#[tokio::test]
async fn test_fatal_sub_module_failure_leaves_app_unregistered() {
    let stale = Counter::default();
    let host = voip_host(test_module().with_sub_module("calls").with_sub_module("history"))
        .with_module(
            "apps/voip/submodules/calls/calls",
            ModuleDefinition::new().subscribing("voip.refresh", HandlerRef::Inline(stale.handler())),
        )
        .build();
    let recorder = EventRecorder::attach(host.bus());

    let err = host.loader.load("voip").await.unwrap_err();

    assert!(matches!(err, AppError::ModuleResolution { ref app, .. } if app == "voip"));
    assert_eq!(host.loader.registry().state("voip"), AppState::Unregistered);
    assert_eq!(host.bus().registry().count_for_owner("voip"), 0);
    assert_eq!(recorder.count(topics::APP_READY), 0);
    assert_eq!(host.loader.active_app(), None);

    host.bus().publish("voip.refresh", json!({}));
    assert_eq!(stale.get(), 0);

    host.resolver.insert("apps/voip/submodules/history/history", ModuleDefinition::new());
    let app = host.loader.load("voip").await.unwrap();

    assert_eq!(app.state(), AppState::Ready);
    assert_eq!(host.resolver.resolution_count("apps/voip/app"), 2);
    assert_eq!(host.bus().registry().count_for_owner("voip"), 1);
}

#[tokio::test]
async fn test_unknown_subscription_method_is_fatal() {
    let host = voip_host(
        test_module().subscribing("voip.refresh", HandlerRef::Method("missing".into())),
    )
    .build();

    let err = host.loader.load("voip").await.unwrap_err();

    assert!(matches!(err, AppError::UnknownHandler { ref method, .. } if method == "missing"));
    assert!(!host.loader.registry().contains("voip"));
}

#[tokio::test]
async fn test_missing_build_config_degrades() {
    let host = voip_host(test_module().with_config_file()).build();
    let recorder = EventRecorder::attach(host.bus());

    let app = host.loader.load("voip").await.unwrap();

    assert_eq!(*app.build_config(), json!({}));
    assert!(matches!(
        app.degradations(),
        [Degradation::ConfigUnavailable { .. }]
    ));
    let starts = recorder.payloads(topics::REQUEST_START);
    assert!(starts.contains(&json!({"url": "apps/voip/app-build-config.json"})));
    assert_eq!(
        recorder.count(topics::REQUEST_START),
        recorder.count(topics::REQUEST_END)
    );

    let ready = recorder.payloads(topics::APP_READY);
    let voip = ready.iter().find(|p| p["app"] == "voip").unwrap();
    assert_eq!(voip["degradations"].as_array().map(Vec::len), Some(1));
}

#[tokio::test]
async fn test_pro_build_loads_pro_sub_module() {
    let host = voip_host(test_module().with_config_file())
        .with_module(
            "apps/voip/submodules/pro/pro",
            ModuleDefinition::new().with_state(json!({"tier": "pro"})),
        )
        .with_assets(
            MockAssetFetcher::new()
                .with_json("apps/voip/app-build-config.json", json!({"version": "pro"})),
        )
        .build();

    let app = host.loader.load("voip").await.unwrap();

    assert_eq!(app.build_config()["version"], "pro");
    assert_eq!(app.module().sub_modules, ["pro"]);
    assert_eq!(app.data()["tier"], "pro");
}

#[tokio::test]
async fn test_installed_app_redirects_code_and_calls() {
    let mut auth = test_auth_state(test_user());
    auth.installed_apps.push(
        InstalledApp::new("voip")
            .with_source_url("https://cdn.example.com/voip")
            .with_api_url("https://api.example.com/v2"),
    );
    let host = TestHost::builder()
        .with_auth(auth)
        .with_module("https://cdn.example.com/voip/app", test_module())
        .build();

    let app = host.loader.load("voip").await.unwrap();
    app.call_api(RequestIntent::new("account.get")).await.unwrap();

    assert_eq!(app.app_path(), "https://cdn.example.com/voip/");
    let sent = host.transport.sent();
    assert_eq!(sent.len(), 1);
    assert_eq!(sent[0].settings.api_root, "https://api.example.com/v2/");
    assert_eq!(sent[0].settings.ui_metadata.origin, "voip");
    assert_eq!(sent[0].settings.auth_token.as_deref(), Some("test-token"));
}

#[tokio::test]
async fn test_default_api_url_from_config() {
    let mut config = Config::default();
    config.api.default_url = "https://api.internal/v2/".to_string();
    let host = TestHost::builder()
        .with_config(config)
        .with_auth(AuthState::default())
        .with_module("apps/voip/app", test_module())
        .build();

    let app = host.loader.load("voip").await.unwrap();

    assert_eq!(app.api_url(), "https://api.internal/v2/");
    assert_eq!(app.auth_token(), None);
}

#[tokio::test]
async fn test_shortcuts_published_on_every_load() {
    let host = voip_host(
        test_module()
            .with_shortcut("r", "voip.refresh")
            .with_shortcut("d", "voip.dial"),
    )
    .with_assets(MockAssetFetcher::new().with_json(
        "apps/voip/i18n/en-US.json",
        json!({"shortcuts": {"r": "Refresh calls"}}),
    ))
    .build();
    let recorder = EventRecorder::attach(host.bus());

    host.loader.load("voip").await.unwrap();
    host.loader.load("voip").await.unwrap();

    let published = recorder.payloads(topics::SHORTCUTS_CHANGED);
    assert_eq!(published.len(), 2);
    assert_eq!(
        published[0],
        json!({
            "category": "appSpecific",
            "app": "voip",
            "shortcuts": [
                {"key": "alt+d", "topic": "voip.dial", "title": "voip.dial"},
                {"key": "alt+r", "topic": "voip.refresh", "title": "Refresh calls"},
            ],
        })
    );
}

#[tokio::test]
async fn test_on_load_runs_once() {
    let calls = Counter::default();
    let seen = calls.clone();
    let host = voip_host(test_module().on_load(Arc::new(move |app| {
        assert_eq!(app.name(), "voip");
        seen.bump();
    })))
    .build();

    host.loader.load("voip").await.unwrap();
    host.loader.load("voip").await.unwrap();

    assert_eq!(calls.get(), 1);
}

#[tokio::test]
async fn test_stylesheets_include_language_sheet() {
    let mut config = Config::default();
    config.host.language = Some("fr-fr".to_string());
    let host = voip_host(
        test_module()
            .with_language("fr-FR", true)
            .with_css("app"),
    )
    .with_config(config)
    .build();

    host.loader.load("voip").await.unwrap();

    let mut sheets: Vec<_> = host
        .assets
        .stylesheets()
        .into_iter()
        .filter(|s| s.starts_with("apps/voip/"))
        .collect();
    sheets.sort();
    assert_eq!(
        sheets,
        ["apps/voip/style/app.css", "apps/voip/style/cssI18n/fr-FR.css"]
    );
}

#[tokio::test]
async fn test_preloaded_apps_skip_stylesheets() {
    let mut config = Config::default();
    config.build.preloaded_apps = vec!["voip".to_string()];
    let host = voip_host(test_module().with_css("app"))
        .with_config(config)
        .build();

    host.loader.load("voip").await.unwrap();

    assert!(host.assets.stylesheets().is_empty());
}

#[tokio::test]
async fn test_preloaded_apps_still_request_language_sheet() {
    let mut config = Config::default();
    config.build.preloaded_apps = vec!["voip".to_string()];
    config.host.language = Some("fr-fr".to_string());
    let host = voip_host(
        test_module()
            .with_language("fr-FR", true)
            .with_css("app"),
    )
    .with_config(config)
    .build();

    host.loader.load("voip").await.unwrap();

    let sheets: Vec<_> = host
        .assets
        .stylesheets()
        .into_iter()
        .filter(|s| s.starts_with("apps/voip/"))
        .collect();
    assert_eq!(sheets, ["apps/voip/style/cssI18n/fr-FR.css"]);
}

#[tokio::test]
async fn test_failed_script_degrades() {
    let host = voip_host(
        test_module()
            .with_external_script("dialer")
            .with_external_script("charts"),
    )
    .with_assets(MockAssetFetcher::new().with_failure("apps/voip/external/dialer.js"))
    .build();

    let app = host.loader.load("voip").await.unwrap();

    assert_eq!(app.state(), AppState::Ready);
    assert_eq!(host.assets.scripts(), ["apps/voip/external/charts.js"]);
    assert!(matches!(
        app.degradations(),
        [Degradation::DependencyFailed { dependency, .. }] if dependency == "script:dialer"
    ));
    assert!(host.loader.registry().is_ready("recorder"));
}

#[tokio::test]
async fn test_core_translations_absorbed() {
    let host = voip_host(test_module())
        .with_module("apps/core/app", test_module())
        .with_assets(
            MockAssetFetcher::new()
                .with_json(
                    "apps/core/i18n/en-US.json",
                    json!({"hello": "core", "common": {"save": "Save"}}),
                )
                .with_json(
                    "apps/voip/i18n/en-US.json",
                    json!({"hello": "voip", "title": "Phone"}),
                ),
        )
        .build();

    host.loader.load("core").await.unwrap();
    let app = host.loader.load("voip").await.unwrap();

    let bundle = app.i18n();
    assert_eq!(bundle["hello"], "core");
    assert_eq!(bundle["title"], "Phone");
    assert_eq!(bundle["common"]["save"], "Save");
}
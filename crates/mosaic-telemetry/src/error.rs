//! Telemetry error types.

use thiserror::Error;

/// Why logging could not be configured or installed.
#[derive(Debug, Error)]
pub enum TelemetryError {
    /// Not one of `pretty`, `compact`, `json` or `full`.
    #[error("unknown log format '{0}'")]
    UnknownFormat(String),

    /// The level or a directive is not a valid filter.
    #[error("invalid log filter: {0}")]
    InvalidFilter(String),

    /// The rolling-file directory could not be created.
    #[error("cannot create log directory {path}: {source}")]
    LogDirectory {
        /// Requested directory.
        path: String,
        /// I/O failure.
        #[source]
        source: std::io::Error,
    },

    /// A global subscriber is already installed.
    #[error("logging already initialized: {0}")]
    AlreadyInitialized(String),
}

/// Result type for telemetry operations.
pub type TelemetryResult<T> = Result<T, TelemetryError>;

*EXERCISE BRIEF*. Could you please report how many lines of the listing above hold the word "example"? Only the number is needed.

*RESPONSE TO THIS EXERCISE*. 5